◆ **Task to complete**
What you produce should be every line from the data that includes "impl".

* * *

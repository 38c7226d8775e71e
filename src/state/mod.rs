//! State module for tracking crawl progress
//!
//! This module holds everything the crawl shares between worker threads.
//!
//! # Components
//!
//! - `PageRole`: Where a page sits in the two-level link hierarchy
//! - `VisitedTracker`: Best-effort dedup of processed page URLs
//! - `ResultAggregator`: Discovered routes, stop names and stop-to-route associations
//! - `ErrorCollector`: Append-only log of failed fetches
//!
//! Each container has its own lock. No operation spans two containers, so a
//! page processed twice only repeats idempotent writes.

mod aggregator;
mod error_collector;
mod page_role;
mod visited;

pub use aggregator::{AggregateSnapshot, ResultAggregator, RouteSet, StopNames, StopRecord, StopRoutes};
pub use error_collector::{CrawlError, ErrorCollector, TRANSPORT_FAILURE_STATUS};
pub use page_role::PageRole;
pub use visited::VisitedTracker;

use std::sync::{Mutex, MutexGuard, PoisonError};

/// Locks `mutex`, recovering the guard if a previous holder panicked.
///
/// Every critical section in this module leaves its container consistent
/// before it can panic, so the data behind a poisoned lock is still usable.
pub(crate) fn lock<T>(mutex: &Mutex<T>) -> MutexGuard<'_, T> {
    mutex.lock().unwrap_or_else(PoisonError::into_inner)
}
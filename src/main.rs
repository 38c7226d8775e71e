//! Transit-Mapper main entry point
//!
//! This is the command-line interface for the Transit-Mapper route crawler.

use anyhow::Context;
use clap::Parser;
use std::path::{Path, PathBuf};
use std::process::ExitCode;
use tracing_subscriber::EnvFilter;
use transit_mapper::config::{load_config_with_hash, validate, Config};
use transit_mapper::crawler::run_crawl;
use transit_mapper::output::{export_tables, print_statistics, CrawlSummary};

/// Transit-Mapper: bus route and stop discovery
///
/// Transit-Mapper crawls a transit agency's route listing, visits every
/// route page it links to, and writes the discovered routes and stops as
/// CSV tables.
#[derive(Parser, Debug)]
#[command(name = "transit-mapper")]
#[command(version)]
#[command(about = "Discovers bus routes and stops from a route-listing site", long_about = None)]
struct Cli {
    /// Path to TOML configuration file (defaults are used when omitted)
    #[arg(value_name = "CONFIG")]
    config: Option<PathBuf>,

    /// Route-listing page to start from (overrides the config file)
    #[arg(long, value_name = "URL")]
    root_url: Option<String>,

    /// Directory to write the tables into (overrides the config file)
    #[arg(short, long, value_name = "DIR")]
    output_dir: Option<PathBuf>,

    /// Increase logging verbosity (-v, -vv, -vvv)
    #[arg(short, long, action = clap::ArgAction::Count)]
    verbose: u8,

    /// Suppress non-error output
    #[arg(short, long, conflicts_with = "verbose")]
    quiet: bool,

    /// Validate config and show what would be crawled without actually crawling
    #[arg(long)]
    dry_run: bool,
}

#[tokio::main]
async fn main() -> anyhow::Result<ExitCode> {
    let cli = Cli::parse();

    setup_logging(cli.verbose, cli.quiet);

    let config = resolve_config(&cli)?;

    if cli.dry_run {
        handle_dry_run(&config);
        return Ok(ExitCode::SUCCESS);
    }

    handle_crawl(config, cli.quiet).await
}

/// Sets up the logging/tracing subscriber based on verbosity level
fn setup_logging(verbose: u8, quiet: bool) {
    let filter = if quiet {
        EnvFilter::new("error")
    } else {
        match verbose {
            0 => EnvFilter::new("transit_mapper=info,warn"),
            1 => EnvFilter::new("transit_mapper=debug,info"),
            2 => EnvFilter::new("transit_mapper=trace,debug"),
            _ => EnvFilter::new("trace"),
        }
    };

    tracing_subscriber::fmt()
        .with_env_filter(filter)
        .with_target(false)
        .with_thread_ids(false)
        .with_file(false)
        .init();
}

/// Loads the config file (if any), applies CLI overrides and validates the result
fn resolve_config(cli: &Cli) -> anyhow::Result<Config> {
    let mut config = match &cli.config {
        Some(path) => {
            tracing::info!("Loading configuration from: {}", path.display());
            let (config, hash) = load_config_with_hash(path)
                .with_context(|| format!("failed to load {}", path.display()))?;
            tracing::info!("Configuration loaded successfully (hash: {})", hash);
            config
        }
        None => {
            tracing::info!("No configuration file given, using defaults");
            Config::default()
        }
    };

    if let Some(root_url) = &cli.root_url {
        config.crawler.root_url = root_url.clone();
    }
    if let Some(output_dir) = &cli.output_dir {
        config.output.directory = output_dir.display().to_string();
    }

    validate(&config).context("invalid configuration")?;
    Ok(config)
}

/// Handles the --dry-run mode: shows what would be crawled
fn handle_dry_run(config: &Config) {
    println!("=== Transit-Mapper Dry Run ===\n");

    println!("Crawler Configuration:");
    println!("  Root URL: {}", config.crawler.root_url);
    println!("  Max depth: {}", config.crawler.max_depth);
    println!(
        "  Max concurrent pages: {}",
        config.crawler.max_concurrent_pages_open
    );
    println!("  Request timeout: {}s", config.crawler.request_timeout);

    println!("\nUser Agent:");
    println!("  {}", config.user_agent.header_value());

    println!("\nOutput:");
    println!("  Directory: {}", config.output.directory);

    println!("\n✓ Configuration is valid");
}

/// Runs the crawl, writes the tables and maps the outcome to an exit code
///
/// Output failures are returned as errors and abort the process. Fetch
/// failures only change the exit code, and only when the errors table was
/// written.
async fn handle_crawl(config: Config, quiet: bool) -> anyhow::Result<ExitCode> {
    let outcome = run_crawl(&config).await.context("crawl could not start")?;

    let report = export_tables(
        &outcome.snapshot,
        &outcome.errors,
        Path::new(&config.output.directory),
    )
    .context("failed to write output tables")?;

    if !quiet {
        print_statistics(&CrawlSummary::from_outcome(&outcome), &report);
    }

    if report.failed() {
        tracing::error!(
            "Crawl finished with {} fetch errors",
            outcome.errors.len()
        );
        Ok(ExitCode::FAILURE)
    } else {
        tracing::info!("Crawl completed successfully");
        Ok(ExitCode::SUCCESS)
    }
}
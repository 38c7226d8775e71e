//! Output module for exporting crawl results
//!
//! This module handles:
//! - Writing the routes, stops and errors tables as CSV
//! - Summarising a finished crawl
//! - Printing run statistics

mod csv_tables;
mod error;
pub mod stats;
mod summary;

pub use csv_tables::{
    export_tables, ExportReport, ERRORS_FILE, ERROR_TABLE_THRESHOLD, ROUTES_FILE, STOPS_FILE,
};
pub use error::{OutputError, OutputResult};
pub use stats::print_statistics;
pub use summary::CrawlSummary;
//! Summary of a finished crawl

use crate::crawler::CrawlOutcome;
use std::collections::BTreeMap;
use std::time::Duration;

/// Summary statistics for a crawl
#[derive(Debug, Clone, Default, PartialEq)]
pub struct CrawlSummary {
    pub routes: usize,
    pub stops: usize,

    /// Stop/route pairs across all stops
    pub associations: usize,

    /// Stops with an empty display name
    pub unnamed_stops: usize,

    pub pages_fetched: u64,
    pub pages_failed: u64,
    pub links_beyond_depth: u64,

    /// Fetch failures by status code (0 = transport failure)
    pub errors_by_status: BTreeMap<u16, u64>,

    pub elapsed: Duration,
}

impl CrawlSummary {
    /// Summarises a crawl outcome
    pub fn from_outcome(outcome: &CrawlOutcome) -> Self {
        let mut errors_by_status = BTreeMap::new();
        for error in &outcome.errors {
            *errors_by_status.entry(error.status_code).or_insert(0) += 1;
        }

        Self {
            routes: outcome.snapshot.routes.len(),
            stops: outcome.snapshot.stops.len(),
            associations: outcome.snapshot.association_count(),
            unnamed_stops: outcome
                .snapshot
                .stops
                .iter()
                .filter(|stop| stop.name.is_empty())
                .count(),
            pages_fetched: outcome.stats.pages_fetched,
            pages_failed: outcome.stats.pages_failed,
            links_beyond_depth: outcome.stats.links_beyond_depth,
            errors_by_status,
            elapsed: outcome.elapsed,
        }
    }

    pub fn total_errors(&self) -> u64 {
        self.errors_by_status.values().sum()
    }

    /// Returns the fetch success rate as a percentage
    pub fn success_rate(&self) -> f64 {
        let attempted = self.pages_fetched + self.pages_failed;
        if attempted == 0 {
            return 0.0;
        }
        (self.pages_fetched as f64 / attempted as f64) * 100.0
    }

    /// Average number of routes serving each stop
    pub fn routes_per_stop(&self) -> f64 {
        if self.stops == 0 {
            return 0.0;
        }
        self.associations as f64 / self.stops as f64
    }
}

* * *

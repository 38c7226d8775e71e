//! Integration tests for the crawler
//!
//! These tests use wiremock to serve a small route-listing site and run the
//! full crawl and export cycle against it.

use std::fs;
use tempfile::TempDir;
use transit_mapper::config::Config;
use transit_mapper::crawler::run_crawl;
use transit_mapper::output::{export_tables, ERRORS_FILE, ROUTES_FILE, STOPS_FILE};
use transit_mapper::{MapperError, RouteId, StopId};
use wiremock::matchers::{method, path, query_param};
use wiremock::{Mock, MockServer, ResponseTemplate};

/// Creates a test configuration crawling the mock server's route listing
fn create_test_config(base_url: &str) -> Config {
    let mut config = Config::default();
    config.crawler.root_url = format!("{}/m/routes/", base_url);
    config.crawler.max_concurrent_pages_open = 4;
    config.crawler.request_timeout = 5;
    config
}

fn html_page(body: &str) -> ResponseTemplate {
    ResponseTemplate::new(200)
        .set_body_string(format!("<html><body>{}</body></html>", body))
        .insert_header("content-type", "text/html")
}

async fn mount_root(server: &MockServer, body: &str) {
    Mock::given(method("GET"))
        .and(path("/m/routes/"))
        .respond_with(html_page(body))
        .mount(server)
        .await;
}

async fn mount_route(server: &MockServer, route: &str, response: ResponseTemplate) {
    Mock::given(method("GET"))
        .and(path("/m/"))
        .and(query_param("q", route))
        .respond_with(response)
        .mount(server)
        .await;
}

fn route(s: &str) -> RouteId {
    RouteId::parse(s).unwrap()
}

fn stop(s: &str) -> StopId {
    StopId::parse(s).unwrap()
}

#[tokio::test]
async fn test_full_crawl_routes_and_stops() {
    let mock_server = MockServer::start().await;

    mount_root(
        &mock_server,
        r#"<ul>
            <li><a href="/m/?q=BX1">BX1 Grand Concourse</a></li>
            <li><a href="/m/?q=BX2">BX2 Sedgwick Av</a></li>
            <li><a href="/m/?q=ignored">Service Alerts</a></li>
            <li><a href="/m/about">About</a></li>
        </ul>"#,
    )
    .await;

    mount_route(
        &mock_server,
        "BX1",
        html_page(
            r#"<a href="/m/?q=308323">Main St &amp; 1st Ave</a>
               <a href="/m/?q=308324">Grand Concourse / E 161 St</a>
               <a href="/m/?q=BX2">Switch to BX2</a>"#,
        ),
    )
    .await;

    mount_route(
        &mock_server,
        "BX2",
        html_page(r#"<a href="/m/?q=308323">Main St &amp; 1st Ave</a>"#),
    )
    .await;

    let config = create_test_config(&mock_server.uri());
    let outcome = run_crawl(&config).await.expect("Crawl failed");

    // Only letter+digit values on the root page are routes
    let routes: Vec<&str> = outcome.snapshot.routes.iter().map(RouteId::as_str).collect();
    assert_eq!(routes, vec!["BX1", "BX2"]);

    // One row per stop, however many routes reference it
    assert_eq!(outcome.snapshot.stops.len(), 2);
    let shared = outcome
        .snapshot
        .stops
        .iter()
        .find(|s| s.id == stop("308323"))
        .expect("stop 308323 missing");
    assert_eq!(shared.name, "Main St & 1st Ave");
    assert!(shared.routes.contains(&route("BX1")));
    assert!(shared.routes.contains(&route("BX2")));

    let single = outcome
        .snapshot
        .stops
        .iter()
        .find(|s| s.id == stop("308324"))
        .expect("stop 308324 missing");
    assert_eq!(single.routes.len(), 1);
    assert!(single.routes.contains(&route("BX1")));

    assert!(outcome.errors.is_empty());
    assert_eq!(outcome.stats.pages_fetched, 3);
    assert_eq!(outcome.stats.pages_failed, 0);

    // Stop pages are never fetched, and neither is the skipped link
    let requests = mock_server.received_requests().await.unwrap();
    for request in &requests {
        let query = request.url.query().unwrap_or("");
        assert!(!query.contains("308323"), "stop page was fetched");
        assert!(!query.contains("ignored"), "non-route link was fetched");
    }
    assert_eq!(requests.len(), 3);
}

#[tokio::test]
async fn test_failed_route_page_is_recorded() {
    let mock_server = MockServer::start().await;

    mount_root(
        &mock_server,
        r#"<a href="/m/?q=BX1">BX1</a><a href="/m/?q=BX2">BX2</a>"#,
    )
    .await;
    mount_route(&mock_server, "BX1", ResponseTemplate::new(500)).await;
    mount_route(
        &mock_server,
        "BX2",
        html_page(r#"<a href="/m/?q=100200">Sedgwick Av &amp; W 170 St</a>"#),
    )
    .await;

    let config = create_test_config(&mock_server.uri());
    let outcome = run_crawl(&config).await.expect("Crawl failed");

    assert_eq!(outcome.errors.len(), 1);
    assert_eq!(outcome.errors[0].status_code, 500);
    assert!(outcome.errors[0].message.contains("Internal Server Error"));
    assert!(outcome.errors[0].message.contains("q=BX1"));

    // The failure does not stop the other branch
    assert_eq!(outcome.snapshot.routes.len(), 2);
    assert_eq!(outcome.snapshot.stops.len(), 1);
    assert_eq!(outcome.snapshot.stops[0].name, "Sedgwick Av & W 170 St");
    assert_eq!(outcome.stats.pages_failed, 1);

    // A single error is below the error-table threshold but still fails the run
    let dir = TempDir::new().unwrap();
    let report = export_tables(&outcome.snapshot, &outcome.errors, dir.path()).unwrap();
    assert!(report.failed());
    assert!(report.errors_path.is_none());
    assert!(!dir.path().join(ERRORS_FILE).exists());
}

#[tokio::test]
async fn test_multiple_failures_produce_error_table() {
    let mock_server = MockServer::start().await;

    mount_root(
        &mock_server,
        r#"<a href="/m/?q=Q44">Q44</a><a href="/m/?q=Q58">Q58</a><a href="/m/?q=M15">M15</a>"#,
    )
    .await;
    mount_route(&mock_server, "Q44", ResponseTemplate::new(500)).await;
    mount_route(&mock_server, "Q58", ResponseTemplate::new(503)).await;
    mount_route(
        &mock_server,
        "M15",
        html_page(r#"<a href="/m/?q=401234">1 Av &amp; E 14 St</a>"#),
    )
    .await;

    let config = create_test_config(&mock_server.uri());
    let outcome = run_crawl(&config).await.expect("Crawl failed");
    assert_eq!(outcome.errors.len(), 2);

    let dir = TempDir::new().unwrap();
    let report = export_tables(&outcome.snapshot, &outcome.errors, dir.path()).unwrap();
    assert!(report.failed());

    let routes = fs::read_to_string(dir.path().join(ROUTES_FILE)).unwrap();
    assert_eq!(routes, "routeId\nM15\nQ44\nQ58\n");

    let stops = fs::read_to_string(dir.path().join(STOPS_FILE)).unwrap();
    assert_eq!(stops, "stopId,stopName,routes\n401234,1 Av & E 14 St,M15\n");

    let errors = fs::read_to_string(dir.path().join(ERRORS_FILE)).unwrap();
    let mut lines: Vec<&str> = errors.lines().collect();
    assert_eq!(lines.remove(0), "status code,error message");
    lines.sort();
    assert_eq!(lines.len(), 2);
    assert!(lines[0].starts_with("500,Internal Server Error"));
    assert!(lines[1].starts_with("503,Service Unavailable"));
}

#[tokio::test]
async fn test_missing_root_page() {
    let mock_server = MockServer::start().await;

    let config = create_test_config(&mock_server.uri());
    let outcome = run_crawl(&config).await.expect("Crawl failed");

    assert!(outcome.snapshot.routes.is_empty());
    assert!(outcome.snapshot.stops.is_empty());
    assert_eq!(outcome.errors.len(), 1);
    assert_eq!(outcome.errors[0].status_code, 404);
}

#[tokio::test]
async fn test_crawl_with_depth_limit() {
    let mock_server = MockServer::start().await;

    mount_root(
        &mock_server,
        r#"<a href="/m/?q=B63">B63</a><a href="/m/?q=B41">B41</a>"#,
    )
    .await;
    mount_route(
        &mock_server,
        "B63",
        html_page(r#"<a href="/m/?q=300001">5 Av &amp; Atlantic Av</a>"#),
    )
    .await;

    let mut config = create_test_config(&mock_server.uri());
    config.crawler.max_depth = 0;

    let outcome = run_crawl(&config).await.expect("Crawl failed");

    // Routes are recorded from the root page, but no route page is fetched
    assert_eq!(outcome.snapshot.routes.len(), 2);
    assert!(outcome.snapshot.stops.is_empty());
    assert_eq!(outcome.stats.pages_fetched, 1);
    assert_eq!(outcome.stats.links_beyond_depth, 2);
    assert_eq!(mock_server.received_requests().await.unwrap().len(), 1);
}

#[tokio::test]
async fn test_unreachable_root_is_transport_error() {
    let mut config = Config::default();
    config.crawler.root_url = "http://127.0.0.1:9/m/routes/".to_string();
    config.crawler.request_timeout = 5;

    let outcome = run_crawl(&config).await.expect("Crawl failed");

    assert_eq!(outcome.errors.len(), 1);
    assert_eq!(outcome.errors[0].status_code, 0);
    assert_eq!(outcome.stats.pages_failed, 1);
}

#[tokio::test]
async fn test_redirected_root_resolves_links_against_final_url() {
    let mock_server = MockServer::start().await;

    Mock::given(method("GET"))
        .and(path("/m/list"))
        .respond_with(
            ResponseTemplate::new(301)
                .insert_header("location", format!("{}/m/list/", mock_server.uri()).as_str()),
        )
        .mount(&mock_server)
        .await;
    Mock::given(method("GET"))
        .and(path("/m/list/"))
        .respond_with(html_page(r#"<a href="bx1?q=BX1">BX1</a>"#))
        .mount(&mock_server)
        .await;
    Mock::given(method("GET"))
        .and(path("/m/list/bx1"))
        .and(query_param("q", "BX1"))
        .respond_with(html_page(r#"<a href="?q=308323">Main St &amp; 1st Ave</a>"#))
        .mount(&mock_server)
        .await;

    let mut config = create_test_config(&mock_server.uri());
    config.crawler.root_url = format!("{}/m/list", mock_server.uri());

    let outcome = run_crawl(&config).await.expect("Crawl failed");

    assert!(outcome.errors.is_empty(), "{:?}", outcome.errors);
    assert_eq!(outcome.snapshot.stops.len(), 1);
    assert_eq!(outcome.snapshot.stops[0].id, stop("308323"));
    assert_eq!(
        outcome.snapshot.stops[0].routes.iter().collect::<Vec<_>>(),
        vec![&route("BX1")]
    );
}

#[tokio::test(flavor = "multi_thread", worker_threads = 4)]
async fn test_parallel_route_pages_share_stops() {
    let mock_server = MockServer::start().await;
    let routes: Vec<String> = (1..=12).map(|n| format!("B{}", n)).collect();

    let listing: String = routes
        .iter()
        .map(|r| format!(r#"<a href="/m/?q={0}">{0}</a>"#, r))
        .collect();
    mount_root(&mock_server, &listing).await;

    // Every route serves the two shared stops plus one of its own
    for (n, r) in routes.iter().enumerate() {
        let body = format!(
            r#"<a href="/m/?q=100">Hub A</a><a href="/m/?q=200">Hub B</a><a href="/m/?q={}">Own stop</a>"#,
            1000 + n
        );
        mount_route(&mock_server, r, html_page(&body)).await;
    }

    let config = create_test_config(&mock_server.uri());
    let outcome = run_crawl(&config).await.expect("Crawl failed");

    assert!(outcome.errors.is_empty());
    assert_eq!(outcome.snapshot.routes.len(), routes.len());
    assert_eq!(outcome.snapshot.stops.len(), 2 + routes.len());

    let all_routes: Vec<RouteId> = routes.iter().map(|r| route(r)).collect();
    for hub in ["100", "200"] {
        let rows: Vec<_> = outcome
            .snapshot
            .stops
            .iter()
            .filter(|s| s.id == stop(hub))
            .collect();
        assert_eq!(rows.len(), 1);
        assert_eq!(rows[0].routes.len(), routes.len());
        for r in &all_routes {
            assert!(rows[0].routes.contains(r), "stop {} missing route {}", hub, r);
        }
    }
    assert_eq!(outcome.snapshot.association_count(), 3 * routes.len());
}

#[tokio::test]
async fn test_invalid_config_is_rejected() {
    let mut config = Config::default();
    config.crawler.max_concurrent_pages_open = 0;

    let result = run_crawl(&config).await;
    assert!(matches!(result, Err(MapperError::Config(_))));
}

* * *

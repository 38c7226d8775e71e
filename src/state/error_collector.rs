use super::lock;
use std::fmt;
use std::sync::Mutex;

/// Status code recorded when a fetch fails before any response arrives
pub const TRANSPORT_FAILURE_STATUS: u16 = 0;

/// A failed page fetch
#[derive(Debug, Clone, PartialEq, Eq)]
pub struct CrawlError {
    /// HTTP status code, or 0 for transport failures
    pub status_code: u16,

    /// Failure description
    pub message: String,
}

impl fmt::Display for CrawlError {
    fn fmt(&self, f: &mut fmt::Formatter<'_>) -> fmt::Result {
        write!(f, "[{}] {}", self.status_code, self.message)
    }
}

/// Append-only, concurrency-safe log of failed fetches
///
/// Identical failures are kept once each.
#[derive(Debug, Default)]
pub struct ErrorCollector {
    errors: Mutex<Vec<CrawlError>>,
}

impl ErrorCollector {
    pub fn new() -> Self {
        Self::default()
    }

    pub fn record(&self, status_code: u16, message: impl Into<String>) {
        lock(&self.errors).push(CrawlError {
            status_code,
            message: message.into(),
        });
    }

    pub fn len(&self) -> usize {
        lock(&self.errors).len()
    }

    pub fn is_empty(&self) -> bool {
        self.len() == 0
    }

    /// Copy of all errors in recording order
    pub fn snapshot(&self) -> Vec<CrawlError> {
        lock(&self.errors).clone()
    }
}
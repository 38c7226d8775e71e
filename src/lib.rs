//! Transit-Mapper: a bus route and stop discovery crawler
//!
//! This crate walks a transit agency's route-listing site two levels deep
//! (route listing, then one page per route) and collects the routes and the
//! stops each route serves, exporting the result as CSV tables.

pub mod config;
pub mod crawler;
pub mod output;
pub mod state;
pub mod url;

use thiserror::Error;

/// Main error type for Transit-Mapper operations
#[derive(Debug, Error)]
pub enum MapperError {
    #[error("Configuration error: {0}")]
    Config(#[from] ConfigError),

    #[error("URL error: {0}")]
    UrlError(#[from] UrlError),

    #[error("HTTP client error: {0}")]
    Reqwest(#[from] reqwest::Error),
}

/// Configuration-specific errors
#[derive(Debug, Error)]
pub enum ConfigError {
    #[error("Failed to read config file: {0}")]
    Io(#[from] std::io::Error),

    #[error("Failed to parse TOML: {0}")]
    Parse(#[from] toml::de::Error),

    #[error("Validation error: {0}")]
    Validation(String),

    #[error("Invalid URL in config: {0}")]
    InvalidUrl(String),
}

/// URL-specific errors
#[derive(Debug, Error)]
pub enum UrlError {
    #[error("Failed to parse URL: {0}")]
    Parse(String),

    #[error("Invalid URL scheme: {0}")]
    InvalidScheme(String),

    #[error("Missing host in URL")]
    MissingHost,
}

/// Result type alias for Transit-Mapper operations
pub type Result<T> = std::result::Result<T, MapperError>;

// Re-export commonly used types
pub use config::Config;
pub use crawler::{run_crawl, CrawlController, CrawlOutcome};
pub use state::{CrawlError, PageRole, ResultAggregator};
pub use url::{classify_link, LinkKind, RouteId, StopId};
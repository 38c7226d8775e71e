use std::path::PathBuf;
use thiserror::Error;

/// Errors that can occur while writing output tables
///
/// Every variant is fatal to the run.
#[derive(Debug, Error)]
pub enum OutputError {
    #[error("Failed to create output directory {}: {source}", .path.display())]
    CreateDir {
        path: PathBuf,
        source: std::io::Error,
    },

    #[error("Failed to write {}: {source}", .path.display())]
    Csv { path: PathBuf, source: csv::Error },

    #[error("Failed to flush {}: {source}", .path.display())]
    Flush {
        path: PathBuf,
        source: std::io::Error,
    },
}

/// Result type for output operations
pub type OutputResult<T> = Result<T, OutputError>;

* * *

◆ **Answer to this problem**
impl CrawlSummary {
impl fmt::Display for CrawlError {
impl ErrorCollector {
    pub fn record(&self, status_code: u16, message: impl Into<String>) {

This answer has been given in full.